Diderot, Essais sur la Peinture, 1766. Extrait du chapitre V : ‘paragraphe sur la composition, où j’espère que j’en parlerai’ éd. P. Vernière, p. 720-721 :
« L’expression exige une imagination forte, une verve brûlante, l’art de susciter des fantômes, de les animer, de les agrandir ; l’ordonnance, en poésie ainsi qu’en peinture, suppose un certain tempérament de jugement et de verve, de chaleur et de sagesse, d’ivresse et de sang-froid, dont les exemples ne sont pas communs dans la nature. Sans cette balance rigoureuse, selon que l’enthousiasme ou la raison domine, l’artiste est extravagant ou froid.

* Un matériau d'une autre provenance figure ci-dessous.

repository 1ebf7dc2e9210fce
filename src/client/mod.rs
//! Client-side netcode: prediction, reconciliation and interpolation.
//!
//! Everything here is transport-agnostic; the session consumes decoded
//! server messages and produces client messages for the caller's
//! socket.

pub mod buffer;
pub mod interpolate;
pub mod latency;
pub mod ledger;
pub mod reconcile;
pub mod session;

pub use buffer::SnapshotBuffer;
pub use interpolate::Interpolator;
pub use latency::LatencyEstimator;
pub use ledger::InputLedger;
pub use reconcile::{Reconciled, Reconciler};
pub use session::{ClientConfig, ClientSession};
//! # mollab Core Library
//!
//! Building blocks for programmatically constructing, rearranging and exporting
//! molecular and particle structures.
//!
//! ## Architecture
//!
//! - **[`core::models`]**: Particle entities, their format-specific payloads, the
//!   arena-backed [`ParticleStore`](core::models::store::ParticleStore) that owns
//!   bonding graphs and replica bookkeeping, and the aggregate contract.
//! - **[`core::utils`]**: The stateless transform engine (translation, axis-angle
//!   rotation about an arbitrary pivot, random unit directions).
//! - **[`core::grouping`]**: Partitioning of flat particle collections into aggregates.
//! - **[`core::config`]**: Tolerances and policies shared by the engine.
//!
//! ## Example
//!
//! ```ignore
//! use mollab::core::models::store::ParticleStore;
//! use mollab::core::models::variant::ParticleKind;
//! use nalgebra::{Point3, Vector3};
//!
//! let mut store = ParticleStore::new();
//! let a = store.add_particle(ParticleKind::molecular(1, 1, 1), Point3::origin())?;
//! let b = store.add_particle(ParticleKind::molecular(2, 1, 1), Point3::new(1.5, 0.0, 0.0))?;
//! store.add_bonds(a, &[b])?;
//! store.duplicate(a, 3, &Vector3::new(0.0, 0.0, 4.0))?;
//! ```

pub mod core;
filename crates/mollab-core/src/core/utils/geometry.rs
use nalgebra::{Point3, Unit, UnitQuaternion, Vector3};
use rand::Rng;
use thiserror::Error;

/// Axis vectors with a norm at or below this value cannot be normalized.
pub const DEFAULT_AXIS_TOLERANCE: f64 = 1e-12;

#[derive(Debug, Error, Clone, PartialEq)]
pub enum GeometryError {
    #[error("Rotation axis ({x}, {y}, {z}) cannot be normalized")]
    InvalidAxis { x: f64, y: f64, z: f64 },
    #[error("Axis selector {0:?} must select exactly one of the x, y or z directions")]
    InvalidAxisSelector([bool; 3]),
}

/// One of the three canonical unit directions.
#[derive(Debug, Clone, Copy, PartialEq, Eq, Hash)]
pub enum OrthogonalAxis {
    X,
    Y,
    Z,
}

impl OrthogonalAxis {
    /// Interprets a one-hot `[x, y, z]` selector.
    ///
    /// # Errors
    ///
    /// Returns [`GeometryError::InvalidAxisSelector`] when no direction or more than one
    /// direction is selected.
    pub fn from_selector(selector: [bool; 3]) -> Result<Self, GeometryError> {
        match selector {
            [true, false, false] => Ok(Self::X),
            [false, true, false] => Ok(Self::Y),
            [false, false, true] => Ok(Self::Z),
            _ => Err(GeometryError::InvalidAxisSelector(selector)),
        }
    }

    pub fn unit_vector(self) -> Unit<Vector3<f64>> {
        match self {
            Self::X => Vector3::x_axis(),
            Self::Y => Vector3::y_axis(),
            Self::Z => Vector3::z_axis(),
        }
    }
}

pub fn translate(point: &Point3<f64>, delta: &Vector3<f64>) -> Point3<f64> {
    point + delta
}

/// Normalizes a rotation axis, rejecting non-finite or near-zero vectors.
pub fn normalize_axis(
    axis: &Vector3<f64>,
    tolerance: f64,
) -> Result<Unit<Vector3<f64>>, GeometryError> {
    let invalid = || GeometryError::InvalidAxis {
        x: axis.x,
        y: axis.y,
        z: axis.z,
    };
    if !axis.iter().all(|c| c.is_finite()) {
        return Err(invalid());
    }
    Unit::try_new(*axis, tolerance).ok_or_else(invalid)
}

/// Rotates `point` counter-clockwise by `theta` radians about the line through `pivot`
/// running along `axis`.
///
/// The point is expressed relative to the pivot, rotated by the unit quaternion built
/// from the normalized axis, and translated back.
///
/// # Errors
///
/// Returns [`GeometryError::InvalidAxis`] if `axis` cannot be normalized under `tolerance`.
pub fn rotate_about_axis(
    point: &Point3<f64>,
    theta: f64,
    axis: &Vector3<f64>,
    pivot: &Point3<f64>,
    tolerance: f64,
) -> Result<Point3<f64>, GeometryError> {
    let axis = normalize_axis(axis, tolerance)?;
    Ok(rotate_about_unit_axis(point, theta, &axis, pivot))
}

pub fn rotate_about_unit_axis(
    point: &Point3<f64>,
    theta: f64,
    axis: &Unit<Vector3<f64>>,
    pivot: &Point3<f64>,
) -> Point3<f64> {
    let rotation = UnitQuaternion::from_axis_angle(axis, theta);
    pivot + rotation * (point - pivot)
}

pub fn rotate_orthogonal(
    point: &Point3<f64>,
    theta: f64,
    pivot: &Point3<f64>,
    axis: OrthogonalAxis,
) -> Point3<f64> {
    rotate_about_unit_axis(point, theta, &axis.unit_vector(), pivot)
}

/// Draws a direction uniformly distributed on the unit sphere.
///
/// Candidates are sampled from the cube `[-1, 1)^3` and rejected unless they fall inside
/// the unit ball, which also discards the zero vector.
pub fn random_unit_vector(rng: &mut impl Rng) -> Unit<Vector3<f64>> {
    first_unit_candidate(|| {
        Vector3::new(
            rng.gen_range(-1.0..1.0),
            rng.gen_range(-1.0..1.0),
            rng.gen_range(-1.0..1.0),
        )
    })
}

fn first_unit_candidate(mut draw: impl FnMut() -> Vector3<f64>) -> Unit<Vector3<f64>> {
    loop {
        let candidate = draw();
        let norm_squared = candidate.norm_squared();
        if norm_squared > DEFAULT_AXIS_TOLERANCE && norm_squared <= 1.0 {
            return Unit::new_normalize(candidate);
        }
    }
}

#[cfg(test)]
mod tests {
    use super::*;
    use rand::SeedableRng;
    use rand::rngs::StdRng;
    use std::f64::consts::{FRAC_PI_2, PI};

    const TOLERANCE: f64 = 1e-9;

    fn points_close(a: &Point3<f64>, b: &Point3<f64>) -> bool {
        (a - b).norm() < TOLERANCE
    }

    fn distance_to_line(point: &Point3<f64>, axis: &Vector3<f64>, pivot: &Point3<f64>) -> f64 {
        let direction = axis.normalize();
        let offset = point - pivot;
        (offset - direction * offset.dot(&direction)).norm()
    }

    #[test]
    fn translate_adds_vector() {
        let p = translate(&Point3::new(1.0, 2.0, 3.0), &Vector3::new(-1.0, 0.5, 2.0));
        assert_eq!(p, Point3::new(0.0, 2.5, 5.0));
    }

    #[test]
    fn quarter_turn_about_z_is_counter_clockwise() {
        let p = rotate_about_axis(
            &Point3::new(1.0, 0.0, 0.0),
            FRAC_PI_2,
            &Vector3::new(0.0, 0.0, 1.0),
            &Point3::origin(),
            DEFAULT_AXIS_TOLERANCE,
        )
        .unwrap();
        assert!(points_close(&p, &Point3::new(0.0, 1.0, 0.0)));
    }

    #[test]
    fn rotation_uses_normalized_axis() {
        let short = rotate_about_axis(
            &Point3::new(1.0, 2.0, 3.0),
            0.7,
            &Vector3::new(0.0, 0.0, 0.01),
            &Point3::origin(),
            DEFAULT_AXIS_TOLERANCE,
        )
        .unwrap();
        let long = rotate_about_axis(
            &Point3::new(1.0, 2.0, 3.0),
            0.7,
            &Vector3::new(0.0, 0.0, 250.0),
            &Point3::origin(),
            DEFAULT_AXIS_TOLERANCE,
        )
        .unwrap();
        assert!(points_close(&short, &long));
    }

    #[test]
    fn rotation_about_offset_pivot_keeps_pivot_fixed() {
        let pivot = Point3::new(2.0, 2.0, 0.0);
        let p = rotate_about_axis(
            &Point3::new(3.0, 2.0, 0.0),
            PI,
            &Vector3::z(),
            &pivot,
            DEFAULT_AXIS_TOLERANCE,
        )
        .unwrap();
        assert!(points_close(&p, &Point3::new(1.0, 2.0, 0.0)));

        let fixed =
            rotate_about_axis(&pivot, 1.3, &Vector3::z(), &pivot, DEFAULT_AXIS_TOLERANCE).unwrap();
        assert!(points_close(&fixed, &pivot));
    }

    #[test]
    fn inverse_rotation_round_trips() {
        let axes = [
            Vector3::new(1.0, 0.0, 0.0),
            Vector3::new(1.0, 1.0, 1.0),
            Vector3::new(-0.3, 2.0, 0.5),
        ];
        let pivot = Point3::new(0.5, -1.0, 2.0);
        let p = Point3::new(3.0, -4.0, 1.5);
        for axis in &axes {
            for &theta in &[0.1, 1.0, 2.5, -4.0] {
                let forward = rotate_about_axis(&p, theta, axis, &pivot, DEFAULT_AXIS_TOLERANCE)
                    .unwrap();
                let back =
                    rotate_about_axis(&forward, -theta, axis, &pivot, DEFAULT_AXIS_TOLERANCE)
                        .unwrap();
                assert!(points_close(&back, &p));
            }
        }
    }

    #[test]
    fn full_turn_returns_to_start() {
        let p = Point3::new(-1.0, 7.0, 0.25);
        let axis = Vector3::new(0.2, -0.4, 0.9);
        let rotated =
            rotate_about_axis(&p, 2.0 * PI, &axis, &Point3::origin(), DEFAULT_AXIS_TOLERANCE)
                .unwrap();
        assert!(points_close(&rotated, &p));
    }

    #[test]
    fn rotation_preserves_distance_from_axis() {
        let p = Point3::new(4.0, 1.0, -2.0);
        let axis = Vector3::new(1.0, 2.0, 3.0);
        let pivot = Point3::new(1.0, 1.0, 1.0);
        let before = distance_to_line(&p, &axis, &pivot);
        let rotated = rotate_about_axis(&p, 1.1, &axis, &pivot, DEFAULT_AXIS_TOLERANCE).unwrap();
        let after = distance_to_line(&rotated, &axis, &pivot);
        assert!((before - after).abs() < TOLERANCE);
    }

    #[test]
    fn zero_axis_is_rejected() {
        let result = rotate_about_axis(
            &Point3::new(1.0, 0.0, 0.0),
            1.0,
            &Vector3::zeros(),
            &Point3::origin(),
            DEFAULT_AXIS_TOLERANCE,
        );
        assert!(matches!(result, Err(GeometryError::InvalidAxis { .. })));
    }

    #[test]
    fn non_finite_axis_is_rejected() {
        let result = normalize_axis(&Vector3::new(f64::NAN, 1.0, 0.0), DEFAULT_AXIS_TOLERANCE);
        assert!(matches!(result, Err(GeometryError::InvalidAxis { .. })));
    }

    #[test]
    fn axis_selector_accepts_only_one_hot() {
        assert_eq!(
            OrthogonalAxis::from_selector([true, false, false]),
            Ok(OrthogonalAxis::X)
        );
        assert_eq!(
            OrthogonalAxis::from_selector([false, true, false]),
            Ok(OrthogonalAxis::Y)
        );
        assert_eq!(
            OrthogonalAxis::from_selector([false, false, true]),
            Ok(OrthogonalAxis::Z)
        );
        assert_eq!(
            OrthogonalAxis::from_selector([false, false, false]),
            Err(GeometryError::InvalidAxisSelector([false, false, false]))
        );
        assert!(OrthogonalAxis::from_selector([true, true, false]).is_err());
        assert!(OrthogonalAxis::from_selector([true, true, true]).is_err());
    }

    #[test]
    fn orthogonal_rotation_matches_general_rotation() {
        let p = Point3::new(1.0, 2.0, 3.0);
        let pivot = Point3::new(0.0, 1.0, 0.0);
        let via_selector = rotate_orthogonal(&p, 0.4, &pivot, OrthogonalAxis::Y);
        let via_axis =
            rotate_about_axis(&p, 0.4, &Vector3::y(), &pivot, DEFAULT_AXIS_TOLERANCE).unwrap();
        assert!(points_close(&via_selector, &via_axis));
    }

    #[test]
    fn random_unit_vectors_have_unit_length() {
        let mut rng = StdRng::seed_from_u64(7);
        for _ in 0..100 {
            let v = random_unit_vector(&mut rng);
            assert!((v.norm() - 1.0).abs() < TOLERANCE);
        }
    }

    #[test]
    fn random_unit_vector_is_deterministic_for_a_seed() {
        let a = random_unit_vector(&mut StdRng::seed_from_u64(11));
        let b = random_unit_vector(&mut StdRng::seed_from_u64(11));
        assert_eq!(a, b);
    }

    #[test]
    fn zero_and_outside_candidates_are_resampled() {
        let mut candidates = vec![
            Vector3::zeros(),
            Vector3::new(0.9, 0.9, 0.9),
            Vector3::new(0.0, 0.5, 0.0),
        ]
        .into_iter();
        let v = first_unit_candidate(|| candidates.next().unwrap());
        assert_eq!(v.into_inner(), Vector3::new(0.0, 1.0, 0.0));
    }
}
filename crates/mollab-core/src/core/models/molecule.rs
use super::ids::ParticleId;
use std::convert::Infallible;

/// Contract for containers that collect particles under one logical unit.
///
/// Implementors are constructed from a group key, receive the name of the collection
/// they belong to, and accept particle handles.
pub trait Aggregate: Sized {
    type Error;

    fn with_key(key: &str) -> Result<Self, Self::Error>;

    fn set_parent(&mut self, parent: &str);

    fn add_items(&mut self, items: &[ParticleId]) -> Result<(), Self::Error>;
}

/// A named group of particles.
#[derive(Debug, Clone, PartialEq, Eq, Default)]
pub struct Molecule {
    name: String,
    parent: Option<String>,
    items: Vec<ParticleId>,
}

impl Molecule {
    pub fn new(name: &str) -> Self {
        Self {
            name: name.to_string(),
            ..Self::default()
        }
    }

    pub fn name(&self) -> &str {
        &self.name
    }

    pub fn parent(&self) -> Option<&str> {
        self.parent.as_deref()
    }

    pub fn items(&self) -> &[ParticleId] {
        &self.items
    }

    pub fn len(&self) -> usize {
        self.items.len()
    }

    pub fn is_empty(&self) -> bool {
        self.items.is_empty()
    }

    pub fn contains(&self, id: ParticleId) -> bool {
        self.items.contains(&id)
    }
}

impl Aggregate for Molecule {
    type Error = Infallible;

    fn with_key(key: &str) -> Result<Self, Self::Error> {
        Ok(Self::new(key))
    }

    fn set_parent(&mut self, parent: &str) {
        self.parent = Some(parent.to_string());
    }

    fn add_items(&mut self, items: &[ParticleId]) -> Result<(), Self::Error> {
        for &id in items {
            if !self.items.contains(&id) {
                self.items.push(id);
            }
        }
        Ok(())
    }
}
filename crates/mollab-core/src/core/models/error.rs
use super::ids::ParticleId;
use crate::core::utils::geometry::GeometryError;
use thiserror::Error;

#[derive(Debug, Error, Clone, PartialEq)]
pub enum ParticleError {
    #[error("Bonding partner must be a particle, but handle {handle:?} refers to none")]
    NotAParticle { handle: ParticleId },

    #[error("Particle {handle:?} cannot be bonded to itself")]
    SelfBond { handle: ParticleId },

    #[error("Particle not found in store: {0:?}")]
    ParticleNotFound(ParticleId),

    #[error(
        "Particles {first:?} and {second:?} share the same position, the separation direction is undefined"
    )]
    DegenerateGeometry {
        first: ParticleId,
        second: ParticleId,
    },

    #[error("Unknown separation mode '{0}' (expected 'relative', 'rel', 'absolute' or 'abs')")]
    UnknownSeparationMode(String),

    #[error("Position ({x}, {y}, {z}) must have finite coordinates")]
    NonFinitePosition { x: f64, y: f64, z: f64 },

    #[error("Mass must be a finite number, got {0}")]
    InvalidMass(f64),

    #[error(transparent)]
    Geometry(#[from] GeometryError),
}
use super::error::ParticleError;
use super::ids::EntityUid;
use nalgebra::Point3;

/// Identity, label, parent reference and position shared by every positioned object.
///
/// The identity is allocated at construction and never changes. Entities are not `Clone`;
/// [`Entity::fork`] copies the fields under a fresh identity.
#[derive(Debug)]
pub struct Entity {
    uid: EntityUid,
    label: String,
    parent: Option<String>,
    position: Point3<f64>,
}

impl Entity {
    /// Creates an entity at `position`.
    ///
    /// # Errors
    ///
    /// Returns [`ParticleError::NonFinitePosition`] if any coordinate is NaN or infinite.
    pub fn new(label: &str, position: Point3<f64>) -> Result<Self, ParticleError> {
        ensure_finite(&position)?;
        Ok(Self {
            uid: EntityUid::allocate(),
            label: label.to_string(),
            parent: None,
            position,
        })
    }

    /// Copies label, parent and position under a newly allocated identity.
    pub fn fork(&self) -> Self {
        Self {
            uid: EntityUid::allocate(),
            label: self.label.clone(),
            parent: self.parent.clone(),
            position: self.position,
        }
    }

    pub fn uid(&self) -> EntityUid {
        self.uid
    }

    pub fn label(&self) -> &str {
        &self.label
    }

    /// Replaces the display label.
    ///
    /// # Arguments
    ///
    /// * `label` - New label; an empty string is accepted.
    pub fn set_label(&mut self, label: &str) {
        self.label = label.to_string();
    }

    /// Returns the name of the owning container, if one has been assigned.
    pub fn parent(&self) -> Option<&str> {
        self.parent.as_deref()
    }

    /// Records the name of the owning container, replacing any previous one.
    ///
    /// # Arguments
    ///
    /// * `parent` - Name of the container (a molecule key, a file name, ...).
    pub fn set_parent(&mut self, parent: &str) {
        self.parent = Some(parent.to_string());
    }

    pub fn clear_parent(&mut self) {
        self.parent = None;
    }

    pub fn position(&self) -> &Point3<f64> {
        &self.position
    }

    /// Moves the entity to `position`.
    ///
    /// Every transform on a particle commits its result through this method, so a position
    /// is never left holding a NaN or infinite coordinate.
    ///
    /// # Arguments
    ///
    /// * `position` - The new absolute coordinates.
    ///
    /// # Return
    ///
    /// `Ok(())` once the position has been replaced.
    ///
    /// # Errors
    ///
    /// Returns [`ParticleError::NonFinitePosition`] and leaves the position untouched if any
    /// coordinate is NaN or infinite.
    pub fn set_position(&mut self, position: Point3<f64>) -> Result<(), ParticleError> {
        ensure_finite(&position)?;
        self.position = position;
        Ok(())
    }
}

pub(crate) fn ensure_finite(position: &Point3<f64>) -> Result<(), ParticleError> {
    if position.iter().all(|c| c.is_finite()) {
        Ok(())
    } else {
        Err(ParticleError::NonFinitePosition {
            x: position.x,
            y: position.y,
            z: position.z,
        })
    }
}
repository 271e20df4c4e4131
pub mod geometry;
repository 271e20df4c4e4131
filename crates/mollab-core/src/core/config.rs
use crate::core::utils::geometry::DEFAULT_AXIS_TOLERANCE;
use serde::Deserialize;
use thiserror::Error;

pub const DEFAULT_UNDEFINED_GROUP_KEY: &str = "UNDEFINED";

#[derive(Debug, Error)]
pub enum ConfigError {
    #[error("Invalid value for '{name}': {reason}")]
    InvalidParameter { name: &'static str, reason: String },

    #[error("Failed to parse engine configuration: {source}")]
    Toml {
        #[from]
        source: toml::de::Error,
    },
}

/// How [`ParticleStore::separate_with`](crate::core::models::store::ParticleStore::separate_with)
/// treats a mode string it does not recognize.
#[derive(Debug, Clone, Copy, PartialEq, Eq, Default, Deserialize)]
#[serde(rename_all = "kebab-case")]
pub enum SeparationPolicy {
    /// Fail with `UnknownSeparationMode` before moving anything.
    #[default]
    Strict,
    /// Log a warning and leave both particles where they are.
    Lenient,
}

#[derive(Debug, Clone, PartialEq, Deserialize)]
#[serde(rename_all = "kebab-case", deny_unknown_fields, default)]
pub struct EngineConfig {
    /// Axis vectors with a norm at or below this value are rejected by rotations.
    pub axis_tolerance: f64,
    pub separation_policy: SeparationPolicy,
    /// Group key assigned to particles lacking the grouping attribute.
    pub undefined_group_key: String,
}

impl Default for EngineConfig {
    fn default() -> Self {
        Self {
            axis_tolerance: DEFAULT_AXIS_TOLERANCE,
            separation_policy: SeparationPolicy::default(),
            undefined_group_key: DEFAULT_UNDEFINED_GROUP_KEY.to_string(),
        }
    }
}

impl EngineConfig {
    /// Parses a TOML document; keys that are absent keep their defaults.
    ///
    /// ```toml
    /// axis-tolerance = 1e-10
    /// separation-policy = "lenient"
    /// undefined-group-key = "UNKNOWN"
    /// ```
    pub fn from_toml_str(content: &str) -> Result<Self, ConfigError> {
        let config: Self = toml::from_str(content)?;
        config.validate()?;
        Ok(config)
    }

    pub fn validate(&self) -> Result<(), ConfigError> {
        if !self.axis_tolerance.is_finite() || self.axis_tolerance < 0.0 {
            return Err(ConfigError::InvalidParameter {
                name: "axis_tolerance",
                reason: format!(
                    "must be a finite, non-negative number (got {})",
                    self.axis_tolerance
                ),
            });
        }
        if self.undefined_group_key.is_empty() {
            return Err(ConfigError::InvalidParameter {
                name: "undefined_group_key",
                reason: "must not be empty".to_string(),
            });
        }
        Ok(())
    }
}

#[derive(Default)]
pub struct EngineConfigBuilder {
    axis_tolerance: Option<f64>,
    separation_policy: Option<SeparationPolicy>,
    undefined_group_key: Option<String>,
}

impl EngineConfigBuilder {
    pub fn new() -> Self {
        Self::default()
    }

    pub fn axis_tolerance(mut self, tolerance: f64) -> Self {
        self.axis_tolerance = Some(tolerance);
        self
    }
    pub fn separation_policy(mut self, policy: SeparationPolicy) -> Self {
        self.separation_policy = Some(policy);
        self
    }
    pub fn undefined_group_key(mut self, key: &str) -> Self {
        self.undefined_group_key = Some(key.to_string());
        self
    }

    pub fn build(self) -> Result<EngineConfig, ConfigError> {
        let defaults = EngineConfig::default();
        let config = EngineConfig {
            axis_tolerance: self.axis_tolerance.unwrap_or(defaults.axis_tolerance),
            separation_policy: self
                .separation_policy
                .unwrap_or(defaults.separation_policy),
            undefined_group_key: self
                .undefined_group_key
                .unwrap_or(defaults.undefined_group_key),
        };
        config.validate()?;
        Ok(config)
    }
}
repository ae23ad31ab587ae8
//! Logging support.
//!
//! Crate-internal macros forward to `defmt` when the `defmt` feature is
//! enabled, otherwise to the `log` facade when `log` is enabled. With neither
//! feature the macros expand to nothing. Call sites only pass primitives and
//! `&str` so the same format string works for both backends.

#[cfg(feature = "defmt")]
macro_rules! trace {
    ($($arg:tt)*) => { ::defmt::trace!($($arg)*) };
}

#[cfg(all(feature = "log", not(feature = "defmt")))]
macro_rules! trace {
    ($($arg:tt)*) => { ::log::trace!($($arg)*) };
}

#[cfg(not(any(feature = "defmt", feature = "log")))]
macro_rules! trace {
    ($fmt:literal $(, $arg:expr)* $(,)?) => {{
        let _ = ($(&$arg,)*);
    }};
}

#[cfg(feature = "defmt")]
macro_rules! debug {
    ($($arg:tt)*) => { ::defmt::debug!($($arg)*) };
}

#[cfg(all(feature = "log", not(feature = "defmt")))]
macro_rules! debug {
    ($($arg:tt)*) => { ::log::debug!($($arg)*) };
}

#[cfg(not(any(feature = "defmt", feature = "log")))]
macro_rules! debug {
    ($fmt:literal $(, $arg:expr)* $(,)?) => {{
        let _ = ($(&$arg,)*);
    }};
}

#[cfg(feature = "defmt")]
macro_rules! info {
    ($($arg:tt)*) => { ::defmt::info!($($arg)*) };
}

#[cfg(all(feature = "log", not(feature = "defmt")))]
macro_rules! info {
    ($($arg:tt)*) => { ::log::info!($($arg)*) };
}

#[cfg(not(any(feature = "defmt", feature = "log")))]
macro_rules! info {
    ($fmt:literal $(, $arg:expr)* $(,)?) => {{
        let _ = ($(&$arg,)*);
    }};
}

#[cfg(feature = "defmt")]
macro_rules! warning {
    ($($arg:tt)*) => { ::defmt::warn!($($arg)*) };
}

#[cfg(all(feature = "log", not(feature = "defmt")))]
macro_rules! warning {
    ($($arg:tt)*) => { ::log::warn!($($arg)*) };
}

#[cfg(not(any(feature = "defmt", feature = "log")))]
macro_rules! warning {
    ($fmt:literal $(, $arg:expr)* $(,)?) => {{
        let _ = ($(&$arg,)*);
    }};
}

pub(crate) use {debug, info, trace, warning};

La principale idée, bien conçue, doit exercer son despotisme sur toutes les autres. C’est la force motrice de la machine qui, semblable à celle qui retient les corps célestes dans leurs orbes et les retient, agit en raison inverse de la distance. […]
Il y a dans presque tous nos tableaux une faiblesse de concept, une pauvreté d’idée, dont il est impossible de recevoir une secousse violente, une sensation profonde. On regarde ; on tourne la tête, et l’on ne se rappelle rien de ce qu’on a vu. Nul fantôme qui vous obsède et qui vous suive. J’ose proposer au plus intrépide de nos artistes de nous effrayer autant par son pinceau que nous le sommes par le simple récit du gazetier, de cette foule d’Anglais expirants, étouffés dans un cachot trop étroit, par les ordres d’un nabab. Et à quoi sert donc que tu broies tes couleurs, que tu prennes ton pinceau, que tu épuises toutes les ressources de ton art, si tu m’affectes moins qu’une gazette ? C’est que ces hommes sont sans imagination, sans verve ; c’est qu’ils ne peuvent atteindre à aucune idée forte et grande. »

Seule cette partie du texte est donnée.